Au musée des Impressionnistes de Giverny :
Sorolla, un Espagnol à Paris
Damien Regis
Kiné actualité n° 1456 - 08/09/2016
Remarqué à la fin du 19e siècle pour ses paysages, portraits et autres scènes de plage exécutés dans un style audacieux et novateur, Joaquín Sorolla s’apparente à l’école impressionniste, principalement pour ses effets de lumière. C’est pour cette raison que le musée des Impressionnistes de Giverny (Eure) lui consacre cette exposition dans le cadre de la grande manifestation pluriannuelle “Normandie impressionniste”. Celle-ci marque un nouvel épisode de l’histoire d’amour de Sorolla avec la France. Primé à plusieurs reprises à Paris dans les années 1890, il avait remporté un Grand Prix, avec mention spéciale, à l’occasion de l’Exposition universelle de 1900 pour son célèbre Triste héritage (1899).
Placée sous la haute autorité scientifique de son arrière-petite-fille, Blanca Pons-Sorolla, l’exposition de Giverny montre l’évolution des relations du peintre avec la capitale française, de son premier voyage en 1885 jusqu’à l’époque où sa notoriété en avait fait le portraitiste attitré d’une clientèle riche et cosmopolite. Une cinquantaine de tableaux ont été prêtés par le Museo Sorolla de Madrid ; les autres proviennent de collections publiques ou privées, européennes ou américaines. Certaines œuvres avaient déjà été montrées dans la galerie Georges Petit en 1906.
Joaquín Sorolla, "Enfants au bord de la mer", 1903. Huile sur toile, 96,2 x 130,5 cm. Philadelphia Museum of Art, acquis grâce au fonds W.P. Wilstach, 1904, inv. W 1904-1-55. |
Ses proches pour modèles
Déjà reconnu à Munich, Berlin ou Vienne, c’est en venant en France à la rencontre des artistes naturalistes que Joaquín Sorolla a découvert la pratique de la peinture en plein air, la liberté de la touche et la fascination pour la lumière, si chères aux Impressionnistes. En Espagne déjà, sur les plages des environs de Valence, ses œuvres s’attardaient sur l’arrivée des barques de pêcheurs, les scènes de baignade, le jeu des lumières du couchant… Comme Monet, il se passionne pour les reflets et la diffraction de la lumière sous le clapotis de l’eau. “Personne n’a jamais à ce point exprimé le tumulte et la transparence de la vague, la plongée des corps nus dans l’eau”, dira le critique Camille Mauclair.
Mais c’est peut-être la famille et sa représentation qui seront au cœur des préoccupations de Sorolla.
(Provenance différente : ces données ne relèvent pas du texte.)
use crate::grid::Grid;
use macroquad::prelude::*;

const LIVE_COLOR: Color = Color::new(0.9, 0.1, 0.1, 1.0);
const DEAD_COLOR: Color = WHITE;

/// Screen-to-grid mapping and grid rendering. The grid is drawn at an
/// integer scale with (0, 0) in the window's top-left corner.
pub struct View {
    scale: usize,
}

impl View {
    pub fn new(scale: usize) -> Self {
        View { scale: scale.max(1) }
    }

    /// Maps a screen position to the cell under it. Positions left of or
    /// above the field map to None; positions past the right/bottom edge
    /// map to out-of-range cells, which the grid ignores.
    pub fn cell_at(&self, screen_x: f32, screen_y: f32) -> Option<(usize, usize)> {
        if screen_x < 0.0 || screen_y < 0.0 {
            return None;
        }
        let x = screen_x as usize / self.scale;
        let y = screen_y as usize / self.scale;
        Some((x, y))
    }

    /// Paints the whole field: dead background, then one filled square per
    /// live cell. Cell state is the only input; nothing is read back from
    /// the screen.
    pub fn render(&self, grid: &Grid) {
        clear_background(DEAD_COLOR);

        let size = self.scale as f32;
        for (x, y, cell) in grid.iter_cells() {
            if cell.is_alive() {
                draw_rectangle(x as f32 * size, y as f32 * size, size, size, LIVE_COLOR);
            }
        }

        self.render_boundary(grid);
    }

    fn render_boundary(&self, grid: &Grid) {
        let boundary_color = Color::new(0.3, 0.3, 0.3, 1.0);
        let line_thickness = 1.0;
        let w = (grid.width() * self.scale) as f32;
        let h = (grid.height() * self.scale) as f32;

        draw_line(0.0, 0.0, w, 0.0, line_thickness, boundary_color);
        draw_line(0.0, h, w, h, line_thickness, boundary_color);
        draw_line(0.0, 0.0, 0.0, h, line_thickness, boundary_color);
        draw_line(w, 0.0, w, h, line_thickness, boundary_color);
    }
}
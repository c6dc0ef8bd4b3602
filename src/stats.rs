use crate::world::World;
use macroquad::prelude::*;

/// Text overlay in the top-left corner. Reads the world, mutates nothing.
pub struct Stats {
    visible: bool,
}

impl Stats {
    pub fn new(visible: bool) -> Self {
        Stats { visible }
    }

    pub fn toggle(&mut self) {
        self.visible = !self.visible;
    }

    pub fn render(&self, world: &World) {
        if !self.visible {
            return;
        }

        let padding = 10.0;
        let font_size = 20.0;
        let line_height = 22.0;
        let text_color = DARKGRAY;

        let line1 = format!("Generation: {}", world.generation);
        let line2 = format!("Population: {}", world.grid().live_count());
        let line3 = if world.paused {
            "Paused (Space to resume, N to step)".to_owned()
        } else {
            format!("Stepping every {} frames", world.frames_per_step())
        };

        draw_text(&line1, padding, padding + font_size, font_size, text_color);
        draw_text(
            &line2,
            padding,
            padding + font_size + line_height,
            font_size,
            text_color,
        );
        draw_text(
            &line3,
            padding,
            padding + font_size + line_height * 2.0,
            font_size,
            text_color,
        );
    }
}
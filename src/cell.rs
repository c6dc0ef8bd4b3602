use serde::{Deserialize, Serialize};

#[derive(Debug, Clone, Copy, PartialEq, Eq, Default, Serialize, Deserialize)]
pub enum CellState {
    Alive,
    #[default]
    Dead,
}

impl CellState {
    pub fn is_alive(self) -> bool {
        self == CellState::Alive
    }

    /// Flip between Alive and Dead.
    pub fn toggled(self) -> Self {
        match self {
            CellState::Alive => CellState::Dead,
            CellState::Dead => CellState::Alive,
        }
    }
}
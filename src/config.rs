use serde::Deserialize;
use std::sync::OnceLock;

static CONFIG: OnceLock<SimulationConfig> = OnceLock::new();

const CONFIG_FILE: &str = "life.json";

#[derive(Debug, Clone, Deserialize)]
#[serde(default)]
pub struct SimulationConfig {
    pub grid_width: usize,
    pub grid_height: usize,
    /// Integer pixels per cell; the window is grid size times this.
    pub scale: usize,
    /// The simulation advances once every N rendered frames.
    pub frames_per_step: u32,
    /// Probability a cell starts Alive when randomizing.
    pub fill_probability: f32,
    pub show_stats: bool,
}

impl Default for SimulationConfig {
    fn default() -> Self {
        Self {
            grid_width: 100,
            grid_height: 100,
            scale: 6,
            frames_per_step: 10,
            fill_probability: 0.3,
            show_stats: true,
        }
    }
}

// Optional config file next to the binary. Missing file is not an error;
// a malformed one is reported and ignored.
fn load_config_file() -> Result<Option<SimulationConfig>, String> {
    #[cfg(not(target_arch = "wasm32"))]
    {
        match std::fs::read_to_string(CONFIG_FILE) {
            Ok(contents) => {
                let config = serde_json::from_str::<SimulationConfig>(&contents)
                    .map_err(|e| format!("Failed to parse {}: {}", CONFIG_FILE, e))?;
                Ok(Some(config))
            }
            Err(_) => Ok(None),
        }
    }

    #[cfg(target_arch = "wasm32")]
    {
        // Web builds configure through defaults and env-baked values only.
        Ok(None)
    }
}

fn env_usize(name: &str, fallback: usize) -> usize {
    std::env::var(name)
        .ok()
        .and_then(|v| v.parse().ok())
        .unwrap_or(fallback)
}

fn env_u32(name: &str, fallback: u32) -> u32 {
    std::env::var(name)
        .ok()
        .and_then(|v| v.parse().ok())
        .unwrap_or(fallback)
}

fn apply_env_overrides(mut config: SimulationConfig) -> SimulationConfig {
    config.grid_width = env_usize("LIFE_GRID_WIDTH", config.grid_width);
    config.grid_height = env_usize("LIFE_GRID_HEIGHT", config.grid_height);
    config.scale = env_usize("LIFE_SCALE", config.scale);
    config.frames_per_step = env_u32("LIFE_FRAMES_PER_STEP", config.frames_per_step);
    if std::env::var("LIFE_HIDE_STATS").unwrap_or_default() == "true" {
        config.show_stats = false;
    }
    config
}

// Get the current configuration (cached after first call)
pub fn get_config() -> SimulationConfig {
    CONFIG
        .get_or_init(|| {
            let base = match load_config_file() {
                Ok(Some(config)) => {
                    println!("✓ Loaded {}", CONFIG_FILE);
                    config
                }
                Ok(None) => {
                    println!("ℹ No {} found, using defaults", CONFIG_FILE);
                    SimulationConfig::default()
                }
                Err(e) => {
                    println!("⚠ {}", e);
                    SimulationConfig::default()
                }
            };

            let config = apply_env_overrides(base);
            println!("Config initialized: {:?}", config);
            config
        })
        .clone()
}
Il peint d’abord des portraits des êtres qui lui sont le plus chers : son épouse bien-aimée Clotilde Garcia del Castillo et leurs trois enfants Maria, Joaquín et Elena. Le portrait de Clotilde, Mère, réalisé en 1895, est considéré par la critique comme l’un de ces tableaux capables “d’apporter une gloire éternelle à un artiste et d’inscrire son nom au rang des plus grands maîtres”.
On remarquera aussi un autre chef-d’œuvre, Elena parmi les roses, exécuté en plein air comme la plupart des portraits des membres de sa famille.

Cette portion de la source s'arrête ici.